▶ Data
══════════════════════════════
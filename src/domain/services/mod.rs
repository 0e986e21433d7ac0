//! Domain Services
//!
//! Pure logic with no infrastructure dependencies.

pub mod load_balancer;

pub use load_balancer::{new_load_balance, LoadBalance, Random, RoundRobin};
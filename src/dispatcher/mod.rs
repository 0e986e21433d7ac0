//! Dispatcher
//!
//! The central registry of the gateway: every entity runtime lives in one
//! place, mutated only by the event loop and the bulk loader under a
//! single write lock, read by every request worker under the shared side.
//!
//! `meta` holds the mutations and the event loop, `health` the probe loop
//! that drives server state.

mod health;
mod meta;

pub use meta::{DispatchError, EntityKind};

use crate::domain::entities::{CircuitStatus, Proxy, RoutingStrategy};
use crate::domain::ports::{Analyser, MetaStore};
use crate::domain::request::DispatchRequest;
use crate::infrastructure::{HealthCheckConfig, HealthProbe, TimerWheel};
use crate::runtime::{ApiRuntime, ClusterRuntime, RoutingRuntime, ServerRuntime};
use parking_lot::RwLock;
use std::collections::HashMap;
use std::sync::{Arc, Weak};

/// All registry maps, guarded together by one lock.
#[derive(Default)]
struct DispatchState {
    proxies: HashMap<String, Proxy>,
    clusters: HashMap<u64, Arc<ClusterRuntime>>,
    servers: HashMap<u64, Arc<ServerRuntime>>,
    apis: HashMap<u64, Arc<ApiRuntime>>,
    routings: HashMap<u64, Arc<RoutingRuntime>>,
    /// Reverse index: server id -> clusters it is bound to
    binds: HashMap<u64, HashMap<u64, Arc<ClusterRuntime>>>,
}

/// One forwarding target produced by a dispatch decision.
#[derive(Debug, Clone)]
pub struct DispatchTarget {
    pub node_index: usize,
    pub cluster_id: u64,
    /// Selected backend, 0 when the cluster has no usable server
    pub server_id: u64,
    /// Mirrored targets receive a copy of the request; their response is
    /// discarded
    pub mirror: bool,
    /// Rewritten URI, empty when no rewrite applies
    pub rewritten_url: String,
}

/// The dispatch decision for one request.
pub struct DispatchResult {
    pub api: Arc<ApiRuntime>,
    /// False when the client IP failed the API's access lists
    pub allowed: bool,
    /// False when a dispatch node's validations rejected the request
    pub valid: bool,
    pub targets: Vec<DispatchTarget>,
}

pub struct Dispatcher {
    /// Self-handle for background tasks spawned from `&self` methods
    weak: Weak<Dispatcher>,
    state: RwLock<DispatchState>,
    store: Arc<dyn MetaStore>,
    analyser: Arc<dyn Analyser>,
    tw: Arc<TimerWheel>,
    probe: HealthProbe,
}

impl Dispatcher {
    pub fn new(
        store: Arc<dyn MetaStore>,
        analyser: Arc<dyn Analyser>,
        health: HealthCheckConfig,
    ) -> anyhow::Result<Arc<Self>> {
        let probe = HealthProbe::new(health)?;
        Ok(Arc::new_cyclic(|weak| Self {
            weak: weak.clone(),
            state: RwLock::new(DispatchState::default()),
            store,
            analyser,
            tw: Arc::new(TimerWheel::new()),
            probe,
        }))
    }

    /// The shared timer wheel, also used by the caching filter.
    pub fn timer_wheel(&self) -> Arc<TimerWheel> {
        self.tw.clone()
    }

    // ----- read side -----

    pub fn cluster(&self, id: u64) -> Option<Arc<ClusterRuntime>> {
        self.state.read().clusters.get(&id).cloned()
    }

    pub fn server(&self, id: u64) -> Option<Arc<ServerRuntime>> {
        self.state.read().servers.get(&id).cloned()
    }

    pub fn api(&self, id: u64) -> Option<Arc<ApiRuntime>> {
        self.state.read().apis.get(&id).cloned()
    }

    pub fn routing(&self, id: u64) -> Option<Arc<RoutingRuntime>> {
        self.state.read().routings.get(&id).cloned()
    }

    pub fn proxy_count(&self) -> usize {
        self.state.read().proxies.len()
    }

    pub fn has_bind(&self, cluster_id: u64, server_id: u64) -> bool {
        self.state
            .read()
            .binds
            .get(&server_id)
            .map(|clusters| clusters.contains_key(&cluster_id))
            .unwrap_or(false)
    }

    /// Find the API serving a request. With several candidates the lowest
    /// id wins, keeping the decision stable across replicas.
    pub fn select_api(&self, req: &DispatchRequest) -> Option<Arc<ApiRuntime>> {
        self.state
            .read()
            .apis
            .values()
            .filter(|api| api.matches(req))
            .min_by_key(|api| api.id())
            .cloned()
    }

    /// Answer the full dispatch decision for a request.
    pub fn dispatch(&self, req: &DispatchRequest) -> Option<DispatchResult> {
        let api = self.select_api(req)?;

        if !api.access_allowed(req.remote_ip()) {
            tracing::debug!("api <{}> denied ip <{}>", api.id(), req.remote_ip());
            return Some(DispatchResult {
                api,
                allowed: false,
                valid: true,
                targets: Vec::new(),
            });
        }

        if !api.nodes().iter().all(|node| node.validate(req)) {
            return Some(DispatchResult {
                api,
                allowed: true,
                valid: false,
                targets: Vec::new(),
            });
        }

        let state = self.state.read();

        let matched: Vec<Arc<RoutingRuntime>> = state
            .routings
            .values()
            .filter(|r| r.matches(api.id(), req))
            .cloned()
            .collect();

        let split = matched
            .iter()
            .find(|r| r.strategy() == RoutingStrategy::Split)
            .map(|r| r.cluster_id());

        let mut targets = Vec::with_capacity(api.nodes().len());
        for (node_index, node) in api.nodes().iter().enumerate() {
            let cluster_id = split.unwrap_or_else(|| node.cluster_id());
            let server_id = state
                .clusters
                .get(&cluster_id)
                .map(|c| c.select_server(req))
                .unwrap_or(0);

            targets.push(DispatchTarget {
                node_index,
                cluster_id,
                server_id,
                mirror: false,
                rewritten_url: api.rewrite_url(req, &node.meta().url_rewrite),
            });
        }

        for routing in matched
            .iter()
            .filter(|r| r.strategy() == RoutingStrategy::Copy)
        {
            let cluster_id = routing.cluster_id();
            let server_id = state
                .clusters
                .get(&cluster_id)
                .map(|c| c.select_server(req))
                .unwrap_or(0);

            targets.push(DispatchTarget {
                node_index: 0,
                cluster_id,
                server_id,
                mirror: true,
                rewritten_url: String::new(),
            });
        }

        Some(DispatchResult {
            api,
            allowed: true,
            valid: true,
            targets,
        })
    }

    /// Admission check for a selected server: a tripped circuit or an
    /// empty token bucket denies the request.
    pub fn admit(&self, server_id: u64) -> bool {
        match self.server(server_id) {
            Some(server) => {
                !server.is_circuit(CircuitStatus::Close) && server.limiter().allow()
            }
            None => false,
        }
    }
}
══════════════════════════════
How many lines in the listing contain the string "DispatchState"? Please answer with the number and no other words.

3